Slightly alcoholic Donnie (Michael Malone) and his team - Steve (Raymond Kester), Books (Jas Sams), nerdy Will (Bryan Wilson) and young Richie (Alex Raaen) - are fired from their jobs because of a botched up presentation, and thus, during a "farewell job" drinking binge, they decide to kidnap Danielle (Haley Madison), the daughter of their asshole boss (Dennis Crosswhite). Once sober, only Steve opposes the idea - but he, the oldest of the group who's to marry off his daughter (Melissa Revels) in a couple of months and is married to a nagging wife (Tia Mapes), has the most to lose actually if he doesn't find a job soon ... and, well, he doesn't, neither do the others, so they ultimately decide to go through with the plan ... and prove to be totally unfit for the job, they wear ridiculous animal masks on their mission, almost miss their victim, panic when they find her walking the streets covered in blood (none of their doing), always let their real names slip, they aren't prepared to do a proper ransom call (their boss recognizes them by their voices even), and when Books wants to give hyperventilating Steve a downer, she actually puts him on acid, with the expected consequences. But all of these are only minor hiccup when compared to the fact as to why Danielle is covered in blood: She's the only survivor of a frat party massacre, and now the killer's after her - and that killer, a quite rotund woman with a distorted face, seems to have supernatural abilities to find those who have escaped her ... and soon enough, she turns up at the kidnappers' doorstep, with slaughtering on her mind ...

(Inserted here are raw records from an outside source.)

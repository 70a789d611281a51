//! Hotkey engine: chord tracking, matching and notification.
//!
//! One [`HotkeyEngine`] is driven by the host's input loop, one raw packet
//! at a time and strictly in arrival order. Each packet is decoded, applied
//! to the held chord, and, if the packet grew the chord with a press, the
//! whole chord is looked up in the bindings. Nothing is queued: listeners
//! run before the call returns.

mod dispatch;
mod matcher;
mod tracker;

#[cfg(test)]
mod tests;

use tracing::{debug, info, trace};

pub use dispatch::{
    ChordChangedFn, Dispatcher, EngineEvent, HotkeyListener, HotkeyTriggeredFn, ListenerId,
};
pub use matcher::{BindingSource, ExecutionGate, HotkeyMap, find_match};
pub use tracker::{ChordChange, ChordTracker, TransitionRecord};

use crate::chord::Chord;
use crate::rawinput::{self, DecodeError, InputEvent, Packet, RawInputSource};

/// Result of processing one packet.
#[derive(Debug, Clone, Copy, Default, PartialEq, Eq)]
pub struct PacketOutcome {
    /// Number of chord membership changes.
    pub changes: usize,
    /// A bound hotkey fired.
    pub triggered: bool,
}

pub struct HotkeyEngine<B: BindingSource> {
    tracker: ChordTracker,
    bindings: B,
    gate: ExecutionGate,
    dispatcher: Dispatcher<B::Action>,
}

impl<B: BindingSource> HotkeyEngine<B> {
    pub fn new(bindings: B) -> Self {
        Self::with_gate(bindings, ExecutionGate::default())
    }

    /// Creates an engine sharing an existing execution gate.
    pub fn with_gate(bindings: B, gate: ExecutionGate) -> Self {
        Self {
            tracker: ChordTracker::new(),
            bindings,
            gate,
            dispatcher: Dispatcher::new(),
        }
    }

    /// Reads, decodes and processes the raw input record behind `handle`.
    ///
    /// A malformed record is returned as an error before any state changes;
    /// the caller drops it and carries on with the next notification.
    pub fn handle_raw_input<S: RawInputSource>(
        &mut self,
        source: &mut S,
        handle: S::Handle,
    ) -> Result<PacketOutcome, DecodeError> {
        let packet = rawinput::read_packet(source, handle)?;
        Ok(self.process_packet(&packet))
    }

    /// Processes an already decoded packet.
    pub fn process_packet(&mut self, packet: &Packet) -> PacketOutcome {
        if let Packet::Unrecognized(device_type) = packet {
            trace!(device_type, "ignoring unrecognized raw input device");
            return PacketOutcome::default();
        }
        self.process_events(packet.events())
    }

    /// Applies `events` as one packet: all transitions first, then at most
    /// one match attempt.
    pub fn process_events(&mut self, events: &[InputEvent]) -> PacketOutcome {
        let mut outcome = PacketOutcome::default();
        self.tracker.begin_packet();

        for &event in events {
            if let Some(change) = self.tracker.apply(event) {
                debug!(%change, chord = %self.tracker.chord(), "chord changed");
                outcome.changes += 1;
                self.dispatcher.chord_changed(change);
            }
        }

        if self.tracker.should_match()
            && let Some(action) = find_match(&self.bindings, &self.gate, self.tracker.chord())
        {
            info!(chord = %self.tracker.chord(), "hotkey triggered");
            self.dispatcher.hotkey_triggered(&action);
            outcome.triggered = true;
        }

        outcome
    }

    /// Forgets every held key, notifying `Removed` for each in ascending
    /// order. For hosts that can miss releases (focus loss, device removal).
    pub fn release_all(&mut self) -> usize {
        let released = self.tracker.release_all();
        for &key in &released {
            self.dispatcher.chord_changed(ChordChange::Removed(key));
        }
        released.len()
    }

    #[inline]
    pub fn chord(&self) -> &Chord {
        self.tracker.chord()
    }

    #[inline]
    pub fn has_keys_pressed(&self) -> bool {
        !self.tracker.chord().is_empty()
    }

    #[inline]
    pub fn transition(&self) -> TransitionRecord {
        self.tracker.record()
    }

    /// Handle to the execution gate; clones share its state.
    pub fn gate(&self) -> &ExecutionGate {
        &self.gate
    }

    pub fn hotkeys_enabled(&self) -> bool {
        self.gate.is_enabled()
    }

    pub fn set_hotkeys_enabled(&self, enabled: bool) {
        self.gate.set_enabled(enabled);
    }

    pub fn bindings(&self) -> &B {
        &self.bindings
    }

    pub fn bindings_mut(&mut self) -> &mut B {
        &mut self.bindings
    }

    pub fn subscribe(&mut self, listener: Box<dyn HotkeyListener<B::Action>>) -> ListenerId {
        self.dispatcher.subscribe(listener)
    }

    pub fn unsubscribe(&mut self, id: ListenerId) -> bool {
        self.dispatcher.unsubscribe(id)
    }

    /// Registers a closure for chord changes.
    pub fn on_chord_changed<F>(&mut self, f: F) -> ListenerId
    where
        F: FnMut(ChordChange) + 'static,
    {
        self.subscribe(Box::new(ChordChangedFn(f)))
    }

    /// Registers a closure for triggered hotkeys.
    pub fn on_hotkey_triggered<F>(&mut self, f: F) -> ListenerId
    where
        F: FnMut(&B::Action) + 'static,
    {
        self.subscribe(Box::new(HotkeyTriggeredFn(f)))
    }
}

A kidnapping comedy that suddenly turns into a slasher flick - might not be the most usual of blends, but in the case of Chopping Block it works rather nicely, as the whole thing is tightly and cleverly scripted, the characters are so well fleshed out that even the film's cruder joke work within their context, the direction knows when to go all-out and when to hold back, and the ensemble cast really live up to their challenge. And despite quite a bit of gruesomeness, Chopping Block is basically just darn funny!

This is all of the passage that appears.